Sequim woman had ‘Rosie the Riveter’ role on B-17 bombers

PORT ANGELES — Her lifelong dream was to become a nurse, and eventually that materialized.

But Maxilyn Miller took an interesting side trip along the way, becoming one of several young women recruited during World War II to assemble and maintain military aircraft while their male counterparts were pulled away in droves to execute global battles.
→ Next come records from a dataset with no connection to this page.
//! Byte cursor for input navigation with position tracking

use crate::error::Pos;

/// Cursor for navigating byte input
#[derive(Clone, Debug)]
pub struct Cursor<'a> {
    input: &'a [u8],
    pos: usize,
    line: u32,
    col: u32,
}

impl<'a> Cursor<'a> {
    /// Create cursor from byte slice
    pub const fn new(input: &'a [u8]) -> Self {
        Self {
            input,
            pos: 0,
            line: 1,
            col: 1,
        }
    }

    /// Get current byte without consuming
    pub fn current(&self) -> Option<u8> {
        self.input.get(self.pos).copied()
    }

    /// Peek at byte ahead without consuming
    pub fn peek(&self, ahead: usize) -> Option<u8> {
        self.input.get(self.pos.saturating_add(ahead)).copied()
    }

    /// Advance cursor by one byte
    pub fn advance(&mut self) {
        if let Some(b) = self.current() {
            self.pos += 1;
            if b == b'\n' {
                self.line += 1;
                self.col = 1;
            } else {
                self.col += 1;
            }
        }
    }

    /// Advance cursor by several bytes
    pub fn advance_by(&mut self, count: usize) {
        for _ in 0..count {
            self.advance();
        }
    }

    /// Check whether the input at the cursor starts with the given bytes
    pub fn starts_with(&self, pattern: &[u8]) -> bool {
        self.input
            .get(self.pos..)
            .is_some_and(|rest| rest.starts_with(pattern))
    }

    /// Get current position
    pub const fn position(&self) -> Pos {
        Pos::new(self.pos, self.line, self.col)
    }

    /// Check if at end of input
    pub const fn is_eof(&self) -> bool {
        self.pos >= self.input.len()
    }

    /// Get current position index
    pub const fn pos(&self) -> usize {
        self.pos
    }

    /// Get slice from start to current position
    pub fn slice_from(&self, start: usize) -> &'a [u8] {
        self.input.get(start..self.pos).unwrap_or_default()
    }
}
Miller, a Dungeness resident who will only admit to being in her late ’70s, took another side trip Monday; a visit to William Fairchild International Airport in Port Angeles, where a Boeing B-17G — known in her time as the Flying Fortress — was on display as part of the Wings of Freedom Tour.

A B-17 and a B-24, both restored, were scheduded to begin a three-day visit Monday.

“I was so happy to see the plane today. It brought back a lot of memories for me,” Miller said.

The memories are fresh in her mind despite a 60-year gap in time from when she was recruited out of college in her freshman year by Pentagon officials desperate to replace enlisted males who’d been thrust into a critical world war.

Miller was intrigued, and eagerly accepted their offer to relocate her in 1943 to Patterson Field in Dayton, Ohio, where she would train as a nautical engineer, specializing in maintaining the 74-foot-long, 36,000-pound B-17.